**Problem statement**
Print the material underneath in full, keeping every line exactly as it is.

◆ ◆ ◆ ◆ ◆ ◆ ◆

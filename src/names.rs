//! Collision-free target naming inside a bucket.
//!
//! A target name is free when nothing exists at that path and no earlier file
//! of the current run has been promised it. Taken names are disambiguated
//! with a numeric suffix before the extension: `report.md`, `report_1.md`,
//! `report_2.md`, ...
//!
//! Resolution only reserves names within the run. The final no-clobber
//! rename in the copy step is what protects against writers outside it.

use std::collections::{HashMap, HashSet};
use std::ffi::{OsStr, OsString};
use std::fs;
use std::path::{Path, PathBuf};

/// Hands out unique target paths for the files of one run.
#[derive(Debug, Default)]
pub struct NameResolver {
    /// Every target path handed out so far
    claimed: HashSet<PathBuf>,
    /// Next suffix to probe, keyed by the unsuffixed candidate path
    next_suffix: HashMap<PathBuf, u64>,
}

impl NameResolver {
    /// Create a resolver with no reservations.
    pub fn new() -> Self {
        Self::default()
    }

    /// Resolve and reserve a target path for `file_name` in `bucket_dir`.
    ///
    /// Returns `bucket_dir/file_name` when it is free, otherwise the first
    /// free `stem_N.ext` with `N` greater than any suffix previously handed
    /// out for the same name in this run.
    pub fn resolve(&mut self, bucket_dir: &Path, file_name: &OsStr) -> PathBuf {
        let candidate = bucket_dir.join(file_name);
        if !self.is_taken(&candidate) {
            self.claimed.insert(candidate.clone());
            return candidate;
        }

        let mut n = self.next_suffix.get(&candidate).copied().unwrap_or(1);
        let target = loop {
            let numbered = bucket_dir.join(numbered_name(file_name, n));
            if !self.is_taken(&numbered) {
                break numbered;
            }
            n += 1;
        };

        self.next_suffix.insert(candidate, n + 1);
        self.claimed.insert(target.clone());
        target
    }

    /// Number of target paths reserved so far.
    pub fn claimed(&self) -> usize {
        self.claimed.len()
    }

    fn is_taken(&self, path: &Path) -> bool {
        self.claimed.contains(path) || path_exists(path)
    }
}

/// Resolve a free target path by probing the filesystem only.
///
/// This is the stateless form of [`NameResolver::resolve`]: nothing is
/// reserved, so two calls without an intervening write return the same
/// path.
pub fn unique_target(bucket_dir: &Path, file_name: &OsStr) -> PathBuf {
    let candidate = bucket_dir.join(file_name);
    if !path_exists(&candidate) {
        return candidate;
    }

    (1u64..)
        .map(|n| bucket_dir.join(numbered_name(file_name, n)))
        .find(|path| !path_exists(path))
        .unwrap_or(candidate)
}

/// `stem_N.ext`, or `name_N` when the name has no extension.
pub(crate) fn numbered_name(file_name: &OsStr, n: u64) -> OsString {
    let path = Path::new(file_name);
    match (path.file_stem(), path.extension()) {
        (Some(stem), Some(ext)) if !ext.is_empty() => {
            let mut name = stem.to_os_string();
            name.push(format!("_{n}."));
            name.push(ext);
            name
        }
        _ => {
            let mut name = file_name.to_os_string();
            name.push(format!("_{n}"));
            name
        }
    }
}

/// Existence check that also counts dangling symlinks as occupying a name.
fn path_exists(path: &Path) -> bool {
    fs::symlink_metadata(path).is_ok()
}
//! Common test utilities for integration tests.

#![allow(dead_code)]

use std::fs;
use std::path::{Path, PathBuf};
use tempfile::TempDir;

/// The tree used by the end-to-end scenario.
pub const SAMPLE_TREE: &[(&str, &str)] = &[
    ("docs/report.md", "# report\n"),
    ("images/photo.png", "png bytes\n"),
    ("nested/notes.TXT", "upper case extension\n"),
    ("README", "no extension\n"),
    ("archive.tar.gz", "tarball\n"),
];

/// A test fixture that provides source and destination directories.
pub struct TestFixture {
    pub src: TempDir,
    pub dst: TempDir,
}

impl TestFixture {
    /// Create a new test fixture with fresh source and destination directories.
    pub fn new() -> Self {
        Self {
            src: TempDir::new().expect("Failed to create temp source dir"),
            dst: TempDir::new().expect("Failed to create temp dest dir"),
        }
    }

    /// Create a fixture whose source holds [`SAMPLE_TREE`].
    pub fn with_sample_tree() -> Self {
        let fixture = Self::new();
        for (relative, content) in SAMPLE_TREE {
            fixture.write(relative, content);
        }
        fixture
    }

    /// Write a file under the source root, creating parent directories.
    pub fn write(&self, relative: &str, content: &str) -> PathBuf {
        let path = self.src.path().join(relative);
        fs::create_dir_all(path.parent().expect("relative path has a parent"))
            .expect("Failed to create directory");
        fs::write(&path, content).expect("Failed to write file");
        path
    }

    /// Path inside the destination root.
    pub fn out(&self, relative: &str) -> PathBuf {
        self.dst.path().join(relative)
    }

    /// Names of the bucket directories, sorted.
    pub fn buckets(&self) -> Vec<String> {
        list_names(self.dst.path())
    }

    /// Names of the files in one bucket, sorted.
    pub fn bucket_files(&self, bucket: &str) -> Vec<String> {
        list_names(&self.dst.path().join(bucket))
    }

    /// Count all files in a directory recursively.
    pub fn count_files_recursive(&self, dir: &Path) -> usize {
        let mut count = 0;
        if dir.is_dir() {
            for entry in fs::read_dir(dir).expect("Failed to read directory") {
                let entry = entry.expect("Failed to read entry");
                let path = entry.path();
                if path.is_dir() {
                    count += self.count_files_recursive(&path);
                } else {
                    count += 1;
                }
            }
        }
        count
    }

    /// Check if a file exists and has the expected content.
    pub fn assert_file_content(&self, path: &Path, expected: &str) {
        assert!(path.exists(), "File does not exist: {:?}", path);
        let actual = fs::read_to_string(path).expect("Failed to read file");
        assert_eq!(actual, expected, "File content mismatch");
    }
}

impl Default for TestFixture {
    fn default() -> Self {
        Self::new()
    }
}

/// Sorted entry names of a directory; empty if it does not exist.
pub fn list_names(dir: &Path) -> Vec<String> {
    let Ok(entries) = fs::read_dir(dir) else {
        return Vec::new();
    };
    let mut names: Vec<String> = entries
        .filter_map(|e| e.ok())
        .map(|e| e.file_name().to_string_lossy().into_owned())
        .collect();
    names.sort();
    names
}

/// Whether the tests run with root privileges (permission bits are ignored).
#[cfg(unix)]
pub fn running_as_root() -> bool {
    // SAFETY: geteuid has no preconditions
    unsafe { libc::geteuid() == 0 }
}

◆ ◆ ◆ ◆ ◆ ◆ ◆

**Response for this exercise**
filename src/names.rs
//! Collision-free target naming inside a bucket.
//!
//! A target name is free when nothing exists at that path and no earlier file
//! of the current run has been promised it. Taken names are disambiguated
//! with a numeric suffix before the extension: `report.md`, `report_1.md`,
//! `report_2.md`, ...
//!
//! Resolution only reserves names within the run. The final no-clobber
//! rename in the copy step is what protects against writers outside it.

use std::collections::{HashMap, HashSet};
use std::ffi::{OsStr, OsString};
use std::fs;
use std::path::{Path, PathBuf};

/// Hands out unique target paths for the files of one run.
#[derive(Debug, Default)]
pub struct NameResolver {
    /// Every target path handed out so far
    claimed: HashSet<PathBuf>,
    /// Next suffix to probe, keyed by the unsuffixed candidate path
    next_suffix: HashMap<PathBuf, u64>,
}

impl NameResolver {
    /// Create a resolver with no reservations.
    pub fn new() -> Self {
        Self::default()
    }

    /// Resolve and reserve a target path for `file_name` in `bucket_dir`.
    ///
    /// Returns `bucket_dir/file_name` when it is free, otherwise the first
    /// free `stem_N.ext` with `N` greater than any suffix previously handed
    /// out for the same name in this run.
    pub fn resolve(&mut self, bucket_dir: &Path, file_name: &OsStr) -> PathBuf {
        let candidate = bucket_dir.join(file_name);
        if !self.is_taken(&candidate) {
            self.claimed.insert(candidate.clone());
            return candidate;
        }

        let mut n = self.next_suffix.get(&candidate).copied().unwrap_or(1);
        let target = loop {
            let numbered = bucket_dir.join(numbered_name(file_name, n));
            if !self.is_taken(&numbered) {
                break numbered;
            }
            n += 1;
        };

        self.next_suffix.insert(candidate, n + 1);
        self.claimed.insert(target.clone());
        target
    }

    /// Number of target paths reserved so far.
    pub fn claimed(&self) -> usize {
        self.claimed.len()
    }

    fn is_taken(&self, path: &Path) -> bool {
        self.claimed.contains(path) || path_exists(path)
    }
}

/// Resolve a free target path by probing the filesystem only.
///
/// This is the stateless form of [`NameResolver::resolve`]: nothing is
/// reserved, so two calls without an intervening write return the same
/// path.
pub fn unique_target(bucket_dir: &Path, file_name: &OsStr) -> PathBuf {
    let candidate = bucket_dir.join(file_name);
    if !path_exists(&candidate) {
        return candidate;
    }

    (1u64..)
        .map(|n| bucket_dir.join(numbered_name(file_name, n)))
        .find(|path| !path_exists(path))
        .unwrap_or(candidate)
}

/// `stem_N.ext`, or `name_N` when the name has no extension.
pub(crate) fn numbered_name(file_name: &OsStr, n: u64) -> OsString {
    let path = Path::new(file_name);
    match (path.file_stem(), path.extension()) {
        (Some(stem), Some(ext)) if !ext.is_empty() => {
            let mut name = stem.to_os_string();
            name.push(format!("_{n}."));
            name.push(ext);
            name
        }
        _ => {
            let mut name = file_name.to_os_string();
            name.push(format!("_{n}"));
            name
        }
    }
}

/// Existence check that also counts dangling symlinks as occupying a name.
fn path_exists(path: &Path) -> bool {
    fs::symlink_metadata(path).is_ok()
}
//! Common test utilities for integration tests.

#![allow(dead_code)]

use std::fs;
use std::path::{Path, PathBuf};
use tempfile::TempDir;

/// The tree used by the end-to-end scenario.
pub const SAMPLE_TREE: &[(&str, &str)] = &[
    ("docs/report.md", "# report\n"),
    ("images/photo.png", "png bytes\n"),
    ("nested/notes.TXT", "upper case extension\n"),
    ("README", "no extension\n"),
    ("archive.tar.gz", "tarball\n"),
];

/// A test fixture that provides source and destination directories.
pub struct TestFixture {
    pub src: TempDir,
    pub dst: TempDir,
}

impl TestFixture {
    /// Create a new test fixture with fresh source and destination directories.
    pub fn new() -> Self {
        Self {
            src: TempDir::new().expect("Failed to create temp source dir"),
            dst: TempDir::new().expect("Failed to create temp dest dir"),
        }
    }

    /// Create a fixture whose source holds [`SAMPLE_TREE`].
    pub fn with_sample_tree() -> Self {
        let fixture = Self::new();
        for (relative, content) in SAMPLE_TREE {
            fixture.write(relative, content);
        }
        fixture
    }

    /// Write a file under the source root, creating parent directories.
    pub fn write(&self, relative: &str, content: &str) -> PathBuf {
        let path = self.src.path().join(relative);
        fs::create_dir_all(path.parent().expect("relative path has a parent"))
            .expect("Failed to create directory");
        fs::write(&path, content).expect("Failed to write file");
        path
    }

    /// Path inside the destination root.
    pub fn out(&self, relative: &str) -> PathBuf {
        self.dst.path().join(relative)
    }

    /// Names of the bucket directories, sorted.
    pub fn buckets(&self) -> Vec<String> {
        list_names(self.dst.path())
    }

    /// Names of the files in one bucket, sorted.
    pub fn bucket_files(&self, bucket: &str) -> Vec<String> {
        list_names(&self.dst.path().join(bucket))
    }

    /// Count all files in a directory recursively.
    pub fn count_files_recursive(&self, dir: &Path) -> usize {
        let mut count = 0;
        if dir.is_dir() {
            for entry in fs::read_dir(dir).expect("Failed to read directory") {
                let entry = entry.expect("Failed to read entry");
                let path = entry.path();
                if path.is_dir() {
                    count += self.count_files_recursive(&path);
                } else {
                    count += 1;
                }
            }
        }
        count
    }

    /// Check if a file exists and has the expected content.
    pub fn assert_file_content(&self, path: &Path, expected: &str) {
        assert!(path.exists(), "File does not exist: {:?}", path);
        let actual = fs::read_to_string(path).expect("Failed to read file");
        assert_eq!(actual, expected, "File content mismatch");
    }
}

impl Default for TestFixture {
    fn default() -> Self {
        Self::new()
    }
}

/// Sorted entry names of a directory; empty if it does not exist.
pub fn list_names(dir: &Path) -> Vec<String> {
    let Ok(entries) = fs::read_dir(dir) else {
        return Vec::new();
    };
    let mut names: Vec<String> = entries
        .filter_map(|e| e.ok())
        .map(|e| e.file_name().to_string_lossy().into_owned())
        .collect();
    names.sort();
    names
}

/// Whether the tests run with root privileges (permission bits are ignored).
#[cfg(unix)]
pub fn running_as_root() -> bool {
    // SAFETY: geteuid has no preconditions
    unsafe { libc::geteuid() == 0 }
}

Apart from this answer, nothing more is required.